Content starts
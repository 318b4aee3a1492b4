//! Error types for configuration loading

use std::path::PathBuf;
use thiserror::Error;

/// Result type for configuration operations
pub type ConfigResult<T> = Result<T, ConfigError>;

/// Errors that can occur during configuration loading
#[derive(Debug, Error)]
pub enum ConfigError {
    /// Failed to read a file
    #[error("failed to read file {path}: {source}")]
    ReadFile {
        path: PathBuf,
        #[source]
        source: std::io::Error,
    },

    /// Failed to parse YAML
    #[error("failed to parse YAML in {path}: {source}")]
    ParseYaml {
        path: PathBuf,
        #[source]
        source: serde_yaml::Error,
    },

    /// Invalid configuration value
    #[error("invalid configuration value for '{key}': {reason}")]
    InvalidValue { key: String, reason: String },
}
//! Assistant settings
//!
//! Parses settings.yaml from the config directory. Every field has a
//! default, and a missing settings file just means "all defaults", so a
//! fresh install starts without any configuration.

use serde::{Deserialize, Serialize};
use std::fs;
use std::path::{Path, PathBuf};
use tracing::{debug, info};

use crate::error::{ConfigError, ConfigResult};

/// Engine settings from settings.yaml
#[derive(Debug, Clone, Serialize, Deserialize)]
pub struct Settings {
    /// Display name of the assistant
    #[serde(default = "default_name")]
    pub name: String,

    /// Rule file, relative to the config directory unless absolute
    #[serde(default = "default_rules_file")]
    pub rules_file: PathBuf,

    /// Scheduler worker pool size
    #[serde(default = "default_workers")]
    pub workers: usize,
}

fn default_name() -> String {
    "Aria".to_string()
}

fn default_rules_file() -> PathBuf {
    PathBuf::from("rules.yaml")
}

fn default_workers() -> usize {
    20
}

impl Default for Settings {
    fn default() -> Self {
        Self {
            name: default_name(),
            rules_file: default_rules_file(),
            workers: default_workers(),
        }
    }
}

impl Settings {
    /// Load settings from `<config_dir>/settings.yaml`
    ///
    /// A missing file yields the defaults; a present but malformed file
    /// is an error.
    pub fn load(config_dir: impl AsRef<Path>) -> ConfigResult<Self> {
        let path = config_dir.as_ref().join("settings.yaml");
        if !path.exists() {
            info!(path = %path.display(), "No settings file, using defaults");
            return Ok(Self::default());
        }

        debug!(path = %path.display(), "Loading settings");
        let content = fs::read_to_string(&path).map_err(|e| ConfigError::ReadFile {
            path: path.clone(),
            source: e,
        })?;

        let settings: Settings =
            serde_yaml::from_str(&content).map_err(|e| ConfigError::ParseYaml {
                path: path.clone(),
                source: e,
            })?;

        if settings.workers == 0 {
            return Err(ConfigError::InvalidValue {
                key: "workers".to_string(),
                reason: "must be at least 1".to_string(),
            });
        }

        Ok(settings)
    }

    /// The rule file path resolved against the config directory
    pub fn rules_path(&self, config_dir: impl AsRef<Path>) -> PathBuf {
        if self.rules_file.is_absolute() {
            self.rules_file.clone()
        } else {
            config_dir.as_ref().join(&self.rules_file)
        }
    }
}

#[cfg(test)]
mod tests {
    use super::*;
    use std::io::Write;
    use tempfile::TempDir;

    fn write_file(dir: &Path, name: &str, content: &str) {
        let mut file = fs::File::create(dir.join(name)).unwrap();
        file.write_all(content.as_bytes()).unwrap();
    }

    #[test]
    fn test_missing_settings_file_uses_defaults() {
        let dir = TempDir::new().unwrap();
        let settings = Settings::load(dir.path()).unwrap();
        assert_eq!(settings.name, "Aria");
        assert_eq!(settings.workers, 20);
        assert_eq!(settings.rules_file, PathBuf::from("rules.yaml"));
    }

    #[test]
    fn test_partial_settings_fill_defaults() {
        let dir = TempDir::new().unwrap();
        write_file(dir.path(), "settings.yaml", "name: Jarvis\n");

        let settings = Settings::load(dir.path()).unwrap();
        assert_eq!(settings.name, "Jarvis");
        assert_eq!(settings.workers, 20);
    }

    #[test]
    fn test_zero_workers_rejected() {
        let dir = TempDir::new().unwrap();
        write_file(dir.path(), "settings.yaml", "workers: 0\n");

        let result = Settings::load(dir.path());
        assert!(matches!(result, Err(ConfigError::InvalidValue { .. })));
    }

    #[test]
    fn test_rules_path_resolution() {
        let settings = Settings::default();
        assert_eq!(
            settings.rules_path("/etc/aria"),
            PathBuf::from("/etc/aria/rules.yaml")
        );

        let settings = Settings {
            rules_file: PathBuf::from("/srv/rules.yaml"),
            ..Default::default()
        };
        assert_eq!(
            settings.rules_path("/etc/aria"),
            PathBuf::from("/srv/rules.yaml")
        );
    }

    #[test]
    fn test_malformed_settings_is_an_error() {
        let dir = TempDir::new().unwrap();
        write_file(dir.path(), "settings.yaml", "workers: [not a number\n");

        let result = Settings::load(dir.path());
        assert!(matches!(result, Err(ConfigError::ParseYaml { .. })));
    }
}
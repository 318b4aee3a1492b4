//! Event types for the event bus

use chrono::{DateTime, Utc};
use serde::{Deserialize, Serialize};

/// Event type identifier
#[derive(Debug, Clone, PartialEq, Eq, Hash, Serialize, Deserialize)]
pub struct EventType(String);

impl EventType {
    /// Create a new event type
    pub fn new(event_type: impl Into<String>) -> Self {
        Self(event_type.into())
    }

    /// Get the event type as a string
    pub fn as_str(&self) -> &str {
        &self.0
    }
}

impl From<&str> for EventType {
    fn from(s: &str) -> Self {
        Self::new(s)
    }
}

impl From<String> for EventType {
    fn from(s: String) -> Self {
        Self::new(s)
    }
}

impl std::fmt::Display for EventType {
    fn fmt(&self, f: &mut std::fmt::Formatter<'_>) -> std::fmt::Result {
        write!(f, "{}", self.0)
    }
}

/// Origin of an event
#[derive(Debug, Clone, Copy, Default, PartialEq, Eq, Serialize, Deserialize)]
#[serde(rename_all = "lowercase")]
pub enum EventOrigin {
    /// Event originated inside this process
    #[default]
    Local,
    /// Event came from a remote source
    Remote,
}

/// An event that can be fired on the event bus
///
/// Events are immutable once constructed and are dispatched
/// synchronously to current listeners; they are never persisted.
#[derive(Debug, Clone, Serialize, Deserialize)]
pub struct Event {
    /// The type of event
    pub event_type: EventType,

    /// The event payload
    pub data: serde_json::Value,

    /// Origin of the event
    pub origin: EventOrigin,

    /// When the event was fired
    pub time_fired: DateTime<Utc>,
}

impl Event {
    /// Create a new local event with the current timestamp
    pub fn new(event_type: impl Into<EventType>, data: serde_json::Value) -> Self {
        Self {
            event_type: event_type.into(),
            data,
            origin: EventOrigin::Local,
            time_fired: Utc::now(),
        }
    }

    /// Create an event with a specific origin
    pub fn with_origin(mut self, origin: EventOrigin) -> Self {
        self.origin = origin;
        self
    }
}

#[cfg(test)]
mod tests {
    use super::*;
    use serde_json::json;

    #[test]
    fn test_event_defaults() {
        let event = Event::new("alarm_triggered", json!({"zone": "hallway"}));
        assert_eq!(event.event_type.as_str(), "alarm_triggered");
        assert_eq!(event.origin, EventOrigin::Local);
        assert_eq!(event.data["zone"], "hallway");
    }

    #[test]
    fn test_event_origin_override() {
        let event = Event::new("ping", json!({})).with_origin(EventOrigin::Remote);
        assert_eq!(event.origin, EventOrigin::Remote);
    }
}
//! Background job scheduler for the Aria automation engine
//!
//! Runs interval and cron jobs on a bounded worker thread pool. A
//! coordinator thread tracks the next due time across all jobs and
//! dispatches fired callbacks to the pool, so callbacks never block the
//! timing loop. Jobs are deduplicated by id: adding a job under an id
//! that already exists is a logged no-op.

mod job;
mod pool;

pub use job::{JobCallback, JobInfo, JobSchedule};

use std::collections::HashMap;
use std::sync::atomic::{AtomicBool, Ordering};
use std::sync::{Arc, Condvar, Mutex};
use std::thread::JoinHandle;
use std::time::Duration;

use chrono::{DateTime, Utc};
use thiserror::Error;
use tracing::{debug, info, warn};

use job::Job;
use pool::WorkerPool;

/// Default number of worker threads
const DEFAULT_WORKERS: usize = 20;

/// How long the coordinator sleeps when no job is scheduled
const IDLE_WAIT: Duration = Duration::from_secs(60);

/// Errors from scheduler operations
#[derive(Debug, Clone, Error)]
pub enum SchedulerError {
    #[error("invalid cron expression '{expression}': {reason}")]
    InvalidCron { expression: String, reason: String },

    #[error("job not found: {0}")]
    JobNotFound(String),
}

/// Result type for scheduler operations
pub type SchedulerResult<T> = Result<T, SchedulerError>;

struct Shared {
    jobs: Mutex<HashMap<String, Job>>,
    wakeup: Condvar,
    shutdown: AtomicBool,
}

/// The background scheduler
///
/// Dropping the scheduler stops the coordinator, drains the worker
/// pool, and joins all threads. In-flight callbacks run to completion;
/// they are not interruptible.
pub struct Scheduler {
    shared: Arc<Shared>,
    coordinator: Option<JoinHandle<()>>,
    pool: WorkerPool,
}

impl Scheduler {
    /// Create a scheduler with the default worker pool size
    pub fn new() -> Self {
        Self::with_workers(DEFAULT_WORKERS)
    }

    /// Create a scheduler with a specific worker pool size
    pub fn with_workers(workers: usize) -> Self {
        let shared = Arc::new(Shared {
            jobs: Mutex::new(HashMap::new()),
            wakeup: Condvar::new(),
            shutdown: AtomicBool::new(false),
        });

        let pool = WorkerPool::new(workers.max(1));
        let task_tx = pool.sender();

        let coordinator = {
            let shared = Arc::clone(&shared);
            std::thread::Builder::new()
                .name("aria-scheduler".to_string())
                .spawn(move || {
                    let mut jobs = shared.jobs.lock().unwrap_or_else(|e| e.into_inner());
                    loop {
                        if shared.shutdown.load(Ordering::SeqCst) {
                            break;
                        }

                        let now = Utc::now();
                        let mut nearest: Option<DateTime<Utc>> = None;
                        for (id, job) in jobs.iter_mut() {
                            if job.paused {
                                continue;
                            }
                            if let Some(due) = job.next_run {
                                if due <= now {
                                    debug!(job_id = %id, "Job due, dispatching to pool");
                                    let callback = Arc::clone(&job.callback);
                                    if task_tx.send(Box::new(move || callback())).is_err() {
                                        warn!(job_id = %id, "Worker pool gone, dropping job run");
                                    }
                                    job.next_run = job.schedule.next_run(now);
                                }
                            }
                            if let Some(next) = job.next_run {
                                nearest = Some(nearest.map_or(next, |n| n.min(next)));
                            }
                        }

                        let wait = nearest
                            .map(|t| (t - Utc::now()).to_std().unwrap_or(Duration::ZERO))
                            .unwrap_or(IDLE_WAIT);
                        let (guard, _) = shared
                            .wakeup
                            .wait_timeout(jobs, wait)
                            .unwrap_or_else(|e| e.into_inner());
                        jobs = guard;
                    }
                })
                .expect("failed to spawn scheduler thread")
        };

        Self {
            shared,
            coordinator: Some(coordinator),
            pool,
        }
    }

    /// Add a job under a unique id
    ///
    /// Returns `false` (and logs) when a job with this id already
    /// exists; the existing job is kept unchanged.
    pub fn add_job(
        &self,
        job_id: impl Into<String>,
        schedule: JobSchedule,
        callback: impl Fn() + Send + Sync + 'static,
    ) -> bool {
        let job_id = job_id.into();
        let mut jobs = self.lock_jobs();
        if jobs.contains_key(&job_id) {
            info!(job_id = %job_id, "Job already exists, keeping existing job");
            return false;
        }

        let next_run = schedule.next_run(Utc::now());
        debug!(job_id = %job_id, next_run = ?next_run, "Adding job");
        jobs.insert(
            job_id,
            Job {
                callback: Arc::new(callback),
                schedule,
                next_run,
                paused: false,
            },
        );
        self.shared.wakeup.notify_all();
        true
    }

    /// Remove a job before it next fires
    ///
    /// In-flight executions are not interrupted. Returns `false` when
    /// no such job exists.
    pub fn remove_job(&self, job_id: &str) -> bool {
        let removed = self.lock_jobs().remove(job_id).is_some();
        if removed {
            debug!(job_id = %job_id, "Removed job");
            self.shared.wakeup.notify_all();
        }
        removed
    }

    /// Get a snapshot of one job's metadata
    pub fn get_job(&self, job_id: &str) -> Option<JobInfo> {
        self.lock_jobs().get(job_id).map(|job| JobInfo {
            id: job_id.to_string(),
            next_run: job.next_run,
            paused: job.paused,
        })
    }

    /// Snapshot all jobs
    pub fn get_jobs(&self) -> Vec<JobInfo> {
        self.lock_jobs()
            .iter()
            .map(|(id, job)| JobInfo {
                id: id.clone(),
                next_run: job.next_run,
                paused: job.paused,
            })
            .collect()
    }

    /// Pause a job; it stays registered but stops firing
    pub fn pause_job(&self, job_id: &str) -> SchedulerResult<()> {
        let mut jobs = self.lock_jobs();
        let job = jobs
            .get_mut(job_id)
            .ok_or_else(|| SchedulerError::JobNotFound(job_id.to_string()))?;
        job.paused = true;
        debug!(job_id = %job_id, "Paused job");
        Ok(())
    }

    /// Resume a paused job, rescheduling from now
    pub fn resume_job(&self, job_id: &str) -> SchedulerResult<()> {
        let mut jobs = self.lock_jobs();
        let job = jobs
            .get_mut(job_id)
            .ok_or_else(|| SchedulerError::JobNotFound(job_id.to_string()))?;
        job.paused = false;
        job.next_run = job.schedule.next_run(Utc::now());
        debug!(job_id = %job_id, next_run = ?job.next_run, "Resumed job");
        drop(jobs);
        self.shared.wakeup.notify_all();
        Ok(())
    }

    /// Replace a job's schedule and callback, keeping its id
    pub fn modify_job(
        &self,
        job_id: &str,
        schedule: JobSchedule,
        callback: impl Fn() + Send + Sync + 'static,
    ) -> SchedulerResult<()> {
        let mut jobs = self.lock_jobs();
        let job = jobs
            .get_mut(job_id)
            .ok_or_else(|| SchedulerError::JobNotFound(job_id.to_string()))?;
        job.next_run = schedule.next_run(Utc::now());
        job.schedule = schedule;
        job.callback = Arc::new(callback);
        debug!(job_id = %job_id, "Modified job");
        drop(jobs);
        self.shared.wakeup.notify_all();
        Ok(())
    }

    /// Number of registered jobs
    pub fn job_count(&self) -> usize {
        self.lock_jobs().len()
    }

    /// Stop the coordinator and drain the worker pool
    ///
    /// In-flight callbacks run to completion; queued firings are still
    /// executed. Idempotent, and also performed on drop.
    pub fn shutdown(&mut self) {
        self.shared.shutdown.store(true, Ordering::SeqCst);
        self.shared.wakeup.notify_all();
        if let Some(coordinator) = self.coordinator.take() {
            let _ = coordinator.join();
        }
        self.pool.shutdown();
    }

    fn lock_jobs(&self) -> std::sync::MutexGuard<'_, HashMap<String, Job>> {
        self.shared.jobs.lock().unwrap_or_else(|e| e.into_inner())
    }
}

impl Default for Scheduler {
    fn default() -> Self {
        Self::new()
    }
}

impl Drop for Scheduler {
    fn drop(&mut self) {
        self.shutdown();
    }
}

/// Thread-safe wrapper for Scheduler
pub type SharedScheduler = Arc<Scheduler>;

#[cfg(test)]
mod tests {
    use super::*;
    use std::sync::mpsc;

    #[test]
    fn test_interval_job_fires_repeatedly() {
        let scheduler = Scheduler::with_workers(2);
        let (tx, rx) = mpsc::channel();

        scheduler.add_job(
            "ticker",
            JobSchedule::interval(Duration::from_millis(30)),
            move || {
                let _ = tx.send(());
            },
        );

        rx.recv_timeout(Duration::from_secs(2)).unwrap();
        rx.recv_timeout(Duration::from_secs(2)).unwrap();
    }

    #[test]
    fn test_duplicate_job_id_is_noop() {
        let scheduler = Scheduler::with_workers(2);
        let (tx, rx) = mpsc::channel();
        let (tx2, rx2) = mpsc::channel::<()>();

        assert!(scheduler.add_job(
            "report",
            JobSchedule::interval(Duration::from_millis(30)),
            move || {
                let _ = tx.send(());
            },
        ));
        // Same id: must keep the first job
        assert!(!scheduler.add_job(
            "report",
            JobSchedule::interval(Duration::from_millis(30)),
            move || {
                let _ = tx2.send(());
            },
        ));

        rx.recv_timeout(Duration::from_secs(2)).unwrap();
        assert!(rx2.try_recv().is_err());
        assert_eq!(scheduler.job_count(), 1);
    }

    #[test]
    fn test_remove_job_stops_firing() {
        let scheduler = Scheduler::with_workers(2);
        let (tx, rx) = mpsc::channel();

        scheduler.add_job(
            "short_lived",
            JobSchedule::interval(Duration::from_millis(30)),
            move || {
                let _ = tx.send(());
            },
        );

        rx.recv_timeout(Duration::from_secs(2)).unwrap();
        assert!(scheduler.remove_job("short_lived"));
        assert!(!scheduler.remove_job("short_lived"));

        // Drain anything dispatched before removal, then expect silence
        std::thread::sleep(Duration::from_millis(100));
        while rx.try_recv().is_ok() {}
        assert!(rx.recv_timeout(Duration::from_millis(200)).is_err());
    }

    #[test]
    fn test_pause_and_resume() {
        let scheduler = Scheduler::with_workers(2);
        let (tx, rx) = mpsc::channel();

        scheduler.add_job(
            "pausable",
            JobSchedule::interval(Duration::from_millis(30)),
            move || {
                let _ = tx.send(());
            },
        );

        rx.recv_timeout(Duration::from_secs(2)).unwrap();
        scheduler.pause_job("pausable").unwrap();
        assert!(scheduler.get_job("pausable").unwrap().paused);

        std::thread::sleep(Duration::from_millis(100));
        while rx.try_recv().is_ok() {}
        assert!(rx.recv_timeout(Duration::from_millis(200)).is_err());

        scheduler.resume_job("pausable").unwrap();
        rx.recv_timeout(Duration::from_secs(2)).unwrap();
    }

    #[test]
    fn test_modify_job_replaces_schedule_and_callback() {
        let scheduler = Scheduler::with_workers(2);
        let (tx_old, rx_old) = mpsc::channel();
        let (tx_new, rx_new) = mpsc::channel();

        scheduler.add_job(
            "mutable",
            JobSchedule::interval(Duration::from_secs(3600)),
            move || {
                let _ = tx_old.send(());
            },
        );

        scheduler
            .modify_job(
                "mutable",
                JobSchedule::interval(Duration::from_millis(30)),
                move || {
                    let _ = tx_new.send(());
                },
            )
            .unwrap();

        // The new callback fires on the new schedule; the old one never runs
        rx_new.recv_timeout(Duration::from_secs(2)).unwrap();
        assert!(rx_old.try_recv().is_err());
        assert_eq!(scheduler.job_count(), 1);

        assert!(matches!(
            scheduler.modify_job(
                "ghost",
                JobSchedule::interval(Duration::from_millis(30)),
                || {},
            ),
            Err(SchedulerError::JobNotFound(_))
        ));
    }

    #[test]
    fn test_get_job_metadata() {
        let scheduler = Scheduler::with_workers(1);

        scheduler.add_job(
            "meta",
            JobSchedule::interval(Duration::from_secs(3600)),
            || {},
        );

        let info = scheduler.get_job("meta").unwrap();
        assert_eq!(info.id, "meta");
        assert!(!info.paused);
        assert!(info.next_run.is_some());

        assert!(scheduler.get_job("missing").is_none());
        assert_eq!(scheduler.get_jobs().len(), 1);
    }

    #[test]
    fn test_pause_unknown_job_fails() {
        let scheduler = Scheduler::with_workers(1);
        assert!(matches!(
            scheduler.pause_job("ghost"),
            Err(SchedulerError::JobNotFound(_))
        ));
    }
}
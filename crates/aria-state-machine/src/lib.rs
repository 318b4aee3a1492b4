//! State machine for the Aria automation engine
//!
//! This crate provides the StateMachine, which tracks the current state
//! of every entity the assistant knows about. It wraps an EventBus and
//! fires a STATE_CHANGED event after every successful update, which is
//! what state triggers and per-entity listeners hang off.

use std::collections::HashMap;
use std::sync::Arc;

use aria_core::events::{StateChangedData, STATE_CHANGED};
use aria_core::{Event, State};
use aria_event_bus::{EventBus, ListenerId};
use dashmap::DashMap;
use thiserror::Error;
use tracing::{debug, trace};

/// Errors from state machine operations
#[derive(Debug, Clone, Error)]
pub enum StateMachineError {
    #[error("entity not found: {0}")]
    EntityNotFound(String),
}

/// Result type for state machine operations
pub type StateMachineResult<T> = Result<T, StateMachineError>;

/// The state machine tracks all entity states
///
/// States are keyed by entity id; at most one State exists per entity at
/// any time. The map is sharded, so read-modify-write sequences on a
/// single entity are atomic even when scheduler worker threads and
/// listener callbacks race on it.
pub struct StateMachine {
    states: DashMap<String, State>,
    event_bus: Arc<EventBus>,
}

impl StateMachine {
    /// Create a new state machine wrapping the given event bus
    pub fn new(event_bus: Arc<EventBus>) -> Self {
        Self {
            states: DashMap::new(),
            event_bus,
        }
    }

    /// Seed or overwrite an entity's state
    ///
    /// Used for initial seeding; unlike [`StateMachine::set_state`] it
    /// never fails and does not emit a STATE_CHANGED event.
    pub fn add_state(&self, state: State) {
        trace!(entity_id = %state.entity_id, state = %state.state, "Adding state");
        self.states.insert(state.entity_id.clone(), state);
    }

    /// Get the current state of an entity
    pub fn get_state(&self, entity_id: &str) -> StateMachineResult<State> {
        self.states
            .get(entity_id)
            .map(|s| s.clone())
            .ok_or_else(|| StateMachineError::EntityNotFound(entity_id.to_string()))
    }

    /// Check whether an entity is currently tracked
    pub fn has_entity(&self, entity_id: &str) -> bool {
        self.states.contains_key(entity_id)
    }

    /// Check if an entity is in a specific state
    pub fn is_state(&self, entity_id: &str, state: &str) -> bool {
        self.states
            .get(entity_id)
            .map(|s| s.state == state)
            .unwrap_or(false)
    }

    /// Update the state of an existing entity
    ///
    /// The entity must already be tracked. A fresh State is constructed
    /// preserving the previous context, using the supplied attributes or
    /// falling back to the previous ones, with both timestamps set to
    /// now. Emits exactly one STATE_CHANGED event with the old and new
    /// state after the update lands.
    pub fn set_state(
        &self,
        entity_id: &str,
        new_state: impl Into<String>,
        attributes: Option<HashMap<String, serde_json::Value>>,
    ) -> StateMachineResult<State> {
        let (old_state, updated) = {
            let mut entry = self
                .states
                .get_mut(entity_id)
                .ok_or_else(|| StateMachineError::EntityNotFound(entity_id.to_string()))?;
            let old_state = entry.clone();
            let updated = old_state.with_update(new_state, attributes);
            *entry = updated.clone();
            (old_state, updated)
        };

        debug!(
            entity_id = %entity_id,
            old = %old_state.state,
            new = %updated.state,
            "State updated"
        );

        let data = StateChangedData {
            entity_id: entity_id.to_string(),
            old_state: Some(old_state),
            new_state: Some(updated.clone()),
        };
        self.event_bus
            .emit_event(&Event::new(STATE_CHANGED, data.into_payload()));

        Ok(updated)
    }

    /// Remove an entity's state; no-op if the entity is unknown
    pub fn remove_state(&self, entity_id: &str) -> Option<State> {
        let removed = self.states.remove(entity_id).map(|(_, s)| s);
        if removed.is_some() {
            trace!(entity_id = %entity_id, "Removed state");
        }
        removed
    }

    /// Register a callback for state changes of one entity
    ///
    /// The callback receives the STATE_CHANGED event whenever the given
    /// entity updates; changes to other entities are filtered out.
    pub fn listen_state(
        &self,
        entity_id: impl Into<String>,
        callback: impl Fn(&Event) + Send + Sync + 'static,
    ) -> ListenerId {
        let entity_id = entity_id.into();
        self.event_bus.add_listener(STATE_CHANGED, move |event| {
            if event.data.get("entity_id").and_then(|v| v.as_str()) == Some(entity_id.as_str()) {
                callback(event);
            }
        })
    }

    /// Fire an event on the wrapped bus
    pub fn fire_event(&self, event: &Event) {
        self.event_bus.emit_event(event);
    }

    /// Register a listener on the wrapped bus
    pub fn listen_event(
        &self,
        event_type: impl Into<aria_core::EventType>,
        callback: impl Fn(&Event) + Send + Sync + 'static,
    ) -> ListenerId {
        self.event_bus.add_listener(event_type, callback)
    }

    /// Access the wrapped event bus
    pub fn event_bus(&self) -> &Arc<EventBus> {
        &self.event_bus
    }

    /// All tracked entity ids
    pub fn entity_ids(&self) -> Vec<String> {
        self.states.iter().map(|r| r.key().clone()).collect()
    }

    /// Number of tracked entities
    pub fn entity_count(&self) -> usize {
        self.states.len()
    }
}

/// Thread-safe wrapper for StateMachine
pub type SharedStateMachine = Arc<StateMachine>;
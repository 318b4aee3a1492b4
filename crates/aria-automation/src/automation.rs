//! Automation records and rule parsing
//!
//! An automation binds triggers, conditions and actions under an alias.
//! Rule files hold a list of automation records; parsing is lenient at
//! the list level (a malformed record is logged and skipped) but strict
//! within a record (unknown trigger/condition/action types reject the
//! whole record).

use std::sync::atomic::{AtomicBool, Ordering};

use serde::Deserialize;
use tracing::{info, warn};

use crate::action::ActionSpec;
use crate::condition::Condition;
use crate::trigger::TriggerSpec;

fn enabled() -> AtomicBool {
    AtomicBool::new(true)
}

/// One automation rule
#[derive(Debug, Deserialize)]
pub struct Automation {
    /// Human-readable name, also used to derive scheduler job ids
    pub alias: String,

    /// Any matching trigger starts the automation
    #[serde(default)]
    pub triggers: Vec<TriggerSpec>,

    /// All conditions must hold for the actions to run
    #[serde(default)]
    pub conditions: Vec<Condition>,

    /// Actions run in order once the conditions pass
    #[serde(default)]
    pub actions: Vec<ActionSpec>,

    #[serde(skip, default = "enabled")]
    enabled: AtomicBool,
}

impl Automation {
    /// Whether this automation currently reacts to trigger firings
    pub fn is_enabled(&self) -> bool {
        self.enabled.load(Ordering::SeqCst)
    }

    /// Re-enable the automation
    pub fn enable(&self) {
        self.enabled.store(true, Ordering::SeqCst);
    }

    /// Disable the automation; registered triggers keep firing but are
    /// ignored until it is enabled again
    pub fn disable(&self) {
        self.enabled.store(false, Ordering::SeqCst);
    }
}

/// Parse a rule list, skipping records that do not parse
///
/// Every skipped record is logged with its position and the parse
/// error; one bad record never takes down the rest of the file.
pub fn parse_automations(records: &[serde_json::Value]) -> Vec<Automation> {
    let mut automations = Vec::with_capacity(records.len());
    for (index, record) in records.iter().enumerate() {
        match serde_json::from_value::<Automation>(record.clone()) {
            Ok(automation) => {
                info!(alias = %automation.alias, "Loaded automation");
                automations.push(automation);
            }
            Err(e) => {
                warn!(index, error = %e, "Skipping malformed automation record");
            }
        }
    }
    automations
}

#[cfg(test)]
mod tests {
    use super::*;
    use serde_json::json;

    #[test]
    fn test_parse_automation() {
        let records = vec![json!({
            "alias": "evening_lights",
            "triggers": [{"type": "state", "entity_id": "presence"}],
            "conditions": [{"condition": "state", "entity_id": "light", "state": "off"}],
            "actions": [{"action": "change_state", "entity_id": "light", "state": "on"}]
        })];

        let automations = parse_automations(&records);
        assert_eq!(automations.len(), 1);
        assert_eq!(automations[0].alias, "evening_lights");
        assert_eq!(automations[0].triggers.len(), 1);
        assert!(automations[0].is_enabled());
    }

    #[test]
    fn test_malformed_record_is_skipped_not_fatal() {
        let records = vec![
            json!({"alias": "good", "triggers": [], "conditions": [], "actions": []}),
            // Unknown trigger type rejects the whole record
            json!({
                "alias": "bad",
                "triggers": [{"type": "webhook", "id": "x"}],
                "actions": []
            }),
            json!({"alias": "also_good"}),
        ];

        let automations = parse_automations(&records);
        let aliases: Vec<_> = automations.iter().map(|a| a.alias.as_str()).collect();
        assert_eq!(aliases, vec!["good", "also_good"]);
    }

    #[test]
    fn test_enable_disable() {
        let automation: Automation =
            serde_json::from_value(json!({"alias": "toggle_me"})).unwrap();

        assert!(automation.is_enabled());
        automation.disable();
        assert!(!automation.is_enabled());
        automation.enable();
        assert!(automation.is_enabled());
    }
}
Content ends
* Task goal
All lines in the listing above with the string "Condvar" should be returned.

* Task response
use std::sync::{Arc, Condvar, Mutex};
    wakeup: Condvar,
            wakeup: Condvar::new(),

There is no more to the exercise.